Updated: Jun 1, 2021


A recent Saunders Report story on Ernest Hemingway featuring N.C. State University professor Marc Dudley was so well-received that we have decided to print the entire interview. Prof. Dudley was selected by producers Ken Burns and Lynn Novick to appear in the three-part PBS documentary Hemingway. For brevity's sake, the original story was condensed, but Hemingway is so interesting - and Prof. Dudley's knowledge so extensive - that we've decided to print the whole interview. Here it is:




What sparked your interest in Hemingway?


My interest in Hemingway was sparked in graduate school. I was not a fan when first introduced to him in high school, and even having to read him as an undergraduate did not spark anything in me. I simply was not ready for Hemingway back then. But then something changed. Like most, I was drawn to his works in part because of that laconic style of his. But I was also vexed by him as well. The first work of his that intrigued me enough to follow up with research and such was Green Hills of Africa. Not a great book, but a problematic one, and the problems were enough to make me dig and do some work. That text for me epitomizes the good and the bad of Hemingway: spots of that classic style in-action (there are some wonderful segments in it), but a lot of problematic racial politics. I decided to write my Master's thesis on that work for those reasons, and I was off to the races!


Who are your other favorite writers? I love Ernest Gaines, William Faulkner, Gayl Jones, Toni Morrison, Cormac McCarthy, Virginia Woolf, Percival Everett, Colson Whitehead. For short stories, there's Edward P. Jones, Stephen Crane, Willa Cather, John O'Hara, Charles Chesnutt. Few are better than Raymond Carver and Sherwood Anderson. What makes Hemingway timeless?


His ability to paint a scene with words, often few words, and to distill things to their bare essentials. He is, as the film demonstrates, like any good visual artist, striving to make the greatest effect with the fewest (visible) gestures. And, contrary to the myth he tried to cultivate, especially as he garnered celebrity and then later, he did not do it alone. He is equal parts Stephen Crane, Mark Twain, Gertrude Stein, Ezra Pound, Paul Cezanne and Pablo Picasso. He learned from other greats, other writers and visual artists alike. And when he's on, there are few who do it better. This says nothing of his mastery of those timeless themes that define us, that define who we are as human beings. Or put differently, his ability to connect with our humanity, to get at that the loneliness and sometimes the bleakness that is/can be human existence. How did you get selected to participate in the documentary?

Good question. I was initially contacted and brought into the project to add my perspectives on Hemingway and his fraught relationship with issues of race. I received an email, actually a couple of emails, from Lynn Novick. We had a handful of initial conversations and consults, and then I was extended an invitation to consult further on the film and to participate directly in it. The experience has been wonderful and I'm grateful to Ken and Lynn and the folks at Florentine Films for their generosity and their hospitality. Is there a reluctance on my part to call Hemingway racist or misogynist?

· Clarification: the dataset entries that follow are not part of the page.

//! Staged configuration changes for a running pipeline
//!
//! The control thread validates every change through a [`PipelineController`]
//! and queues it as a [`PipelineCommand`]. The pipeline pops commands at the
//! start of the next block, so a block is always processed with one
//! consistent configuration. Heap objects that a command replaces (splitters,
//! preset payloads) travel back through a second queue as [`Retired`] values
//! and are dropped by the controller, never on the audio thread.

use automaster_core::ConfigError;
use automaster_dynamics::{BandSplitter, DynamicsError, DynamicsSettings};
use automaster_loudness::{validate_ceiling, validate_target};

use crate::error::{EngineError, Result};
use crate::preset::GenrePreset;

/// Command queue capacity
pub const COMMAND_QUEUE_CAPACITY: usize = 64;

/// Everything a preset load changes, prepared on the control thread
#[derive(Debug)]
pub struct PresetChange {
    /// Preset being loaded
    pub preset: GenrePreset,
    /// Splitter built for the preset's crossovers
    pub splitter: BandSplitter,
    /// Settings for every band
    pub settings: Vec<DynamicsSettings>,
    /// Preset target loudness (LUFS)
    pub target_lufs: f64,
}

/// A validated change waiting to be applied at the next block boundary
#[derive(Debug)]
pub enum PipelineCommand {
    /// Replace one band's settings
    SetBandSettings {
        band: usize,
        settings: DynamicsSettings,
    },
    /// Load a whole genre preset (splitter, band settings and target)
    LoadPreset(Box<PresetChange>),
    /// Swap in a splitter with new crossovers
    ReplaceSplitter(Box<BandSplitter>),
    /// Change the target loudness
    SetTarget(f64),
    /// Change the limiter ceiling
    SetCeiling(f64),
    /// Enable or disable automatic material timing
    SetAutoMode(bool),
    /// Set or clear the fixed reference loudness for the trim
    SetReference(Option<f64>),
    /// Mark a band as manually adjusted (or clear the mark)
    SetManualOverride { band: usize, manual: bool },
    /// Flush every filter and meter
    Reset,
}

impl PipelineCommand {
    /// Short name used in diagnostics
    pub fn name(&self) -> &'static str {
        match self {
            Self::SetBandSettings { .. } => "set-band-settings",
            Self::LoadPreset(_) => "load-preset",
            Self::ReplaceSplitter(_) => "replace-splitter",
            Self::SetTarget(_) => "set-target",
            Self::SetCeiling(_) => "set-ceiling",
            Self::SetAutoMode(_) => "set-auto-mode",
            Self::SetReference(_) => "set-reference",
            Self::SetManualOverride { .. } => "set-manual-override",
            Self::Reset => "reset",
        }
    }
}

/// A heap object handed back by the pipeline after a command replaced it
#[derive(Debug)]
pub enum Retired {
    /// Payload of an applied preset load, now holding the previous splitter
    Preset(Box<PresetChange>),
    /// The previous splitter
    Splitter(Box<BandSplitter>),
}

/// Create the command and retirement queues
pub(crate) fn command_channels() -> (
    (rtrb::Producer<PipelineCommand>, rtrb::Consumer<PipelineCommand>),
    (rtrb::Producer<Retired>, rtrb::Consumer<Retired>),
) {
    (
        rtrb::RingBuffer::new(COMMAND_QUEUE_CAPACITY),
        // One retired object per command at most
        rtrb::RingBuffer::new(COMMAND_QUEUE_CAPACITY),
    )
}

/// Control-thread handle to a running pipeline
///
/// Every method validates its input against the pipeline's layout and
/// returns the error immediately; nothing invalid ever reaches the queue.
pub struct PipelineController {
    commands: rtrb::Producer<PipelineCommand>,
    retired: rtrb::Consumer<Retired>,
    sample_rate: u32,
    channels: usize,
    band_count: usize,
}

impl PipelineController {
    pub(crate) fn new(
        commands: rtrb::Producer<PipelineCommand>,
        retired: rtrb::Consumer<Retired>,
        sample_rate: u32,
        channels: usize,
        band_count: usize,
    ) -> Self {
        Self {
            commands,
            retired,
            sample_rate,
            channels,
            band_count,
        }
    }

    /// Number of bands of the controlled pipeline
    pub fn band_count(&self) -> usize {
        self.band_count
    }

    /// Replace one band's settings
    pub fn set_band_settings(&mut self, band: usize, settings: DynamicsSettings) -> Result<()> {
        self.check_band(band)?;
        settings.validate()?;
        self.send(PipelineCommand::SetBandSettings { band, settings })
    }

    /// Load a genre preset
    ///
    /// The preset must have as many bands as the running pipeline.
    pub fn load_preset(&mut self, preset: GenrePreset) -> Result<()> {
        if preset.band_count() != self.band_count {
            return Err(ConfigError::BandCountMismatch {
                expected: self.band_count,
                actual: preset.band_count(),
            }
            .into());
        }
        let splitter = BandSplitter::new(self.sample_rate, self.channels, &preset.crossovers())?;
        let settings = preset.band_settings();
        for s in &settings {
            s.validate()?;
        }

        tracing::debug!(%preset, "Queueing preset load");
        self.send(PipelineCommand::LoadPreset(Box::new(PresetChange {
            preset,
            splitter,
            settings,
            target_lufs: preset.target_lufs(),
        })))
    }

    /// Move the crossovers (same band count)
    pub fn set_crossovers(&mut self, crossovers: &[f64]) -> Result<()> {
        if crossovers.len() + 1 != self.band_count {
            return Err(ConfigError::BandCountMismatch {
                expected: self.band_count,
                actual: crossovers.len() + 1,
            }
            .into());
        }
        let splitter = BandSplitter::new(self.sample_rate, self.channels, crossovers)?;
        self.send(PipelineCommand::ReplaceSplitter(Box::new(splitter)))
    }

    /// Change the target loudness
    pub fn set_target(&mut self, target_lufs: f64) -> Result<()> {
        validate_target(target_lufs)?;
        self.send(PipelineCommand::SetTarget(target_lufs))
    }

    /// Change the limiter ceiling
    pub fn set_ceiling(&mut self, ceiling_dbtp: f64) -> Result<()> {
        validate_ceiling(ceiling_dbtp)?;
        self.send(PipelineCommand::SetCeiling(ceiling_dbtp))
    }

    /// Enable or disable automatic material timing
    pub fn set_auto_mode(&mut self, enabled: bool) -> Result<()> {
        self.send(PipelineCommand::SetAutoMode(enabled))
    }

    /// Use a fixed measured loudness for the trim (`None` returns to live)
    pub fn set_reference(&mut self, reference_lufs: Option<f64>) -> Result<()> {
        if let Some(lufs) = reference_lufs {
            if !lufs.is_finite() {
                return Err(ConfigError::InvalidTarget(lufs).into());
            }
        }
        self.send(PipelineCommand::SetReference(reference_lufs))
    }

    /// Mark a band as manually adjusted (or clear the mark)
    pub fn set_manual_override(&mut self, band: usize, manual: bool) -> Result<()> {
        self.check_band(band)?;
        self.send(PipelineCommand::SetManualOverride { band, manual })
    }

    /// Flush every filter and meter at the next block
    pub fn reset(&mut self) -> Result<()> {
        self.send(PipelineCommand::Reset)
    }

    /// Free slots in the command queue
    pub fn pending_capacity(&self) -> usize {
        self.commands.slots()
    }

    /// Drop everything the pipeline handed back; returns how many objects
    /// were collected
    pub fn collect_retired(&mut self) -> usize {
        let mut collected = 0;
        while let Ok(retired) = self.retired.pop() {
            match &retired {
                Retired::Preset(change) => {
                    tracing::debug!(preset = %change.preset, "Preset applied");
                }
                Retired::Splitter(splitter) => {
                    tracing::debug!(crossovers = ?splitter.crossovers(), "Splitter retired");
                }
            }
            collected += 1;
        }
        collected
    }

    fn check_band(&self, band: usize) -> Result<()> {
        if band < self.band_count {
            Ok(())
        } else {
            Err(DynamicsError::BandIndex {
                index: band,
                count: self.band_count,
            }
            .into())
        }
    }

    fn send(&mut self, command: PipelineCommand) -> Result<()> {
        self.commands
            .push(command)
            .map_err(|_| EngineError::QueueFull { queue: "command" })
    }
}

impl std::fmt::Debug for PipelineController {
    fn fmt(&self, f: &mut std::fmt::Formatter<'_>) -> std::fmt::Result {
        f.debug_struct("PipelineController")
            .field("sample_rate", &self.sample_rate)
            .field("channels", &self.channels)
            .field("band_count", &self.band_count)
            .finish_non_exhaustive()
    }
}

Not at all. I think it's fair to suggest that he was both, or at the very least, he clearly trafficked in language and behavior of racism and misogyny, and did so comfortably and without compunction. But, I do suggest that, along with so many other facets of his life, those "simple" determinations are too pat and too easy and dismissive. I suggest in the film and more so everywhere else that Hemingway was extremely deliberate in what he did, especially on that written page.

As perhaps the 20th century's most renowned literary celebrity, he was all too aware of his audience, and played to that audience and sense of celebrity and the expectations that come with it. He meets his audience here, and as with so much else of his writing, he expects you to do some of the heavy lifting.

I see his trafficking in offensive language and type as such an exercise. That's the "easy" part to detect, the expressly visible part. But as with so much of Hemingway's work, it's the 7/8s of that iceberg beneath the surface that tells us much. The underlying examinations in several of his works suggests there's something more sophisticated going on, buried beneath the epithets and (gendered and racial) stereotypes.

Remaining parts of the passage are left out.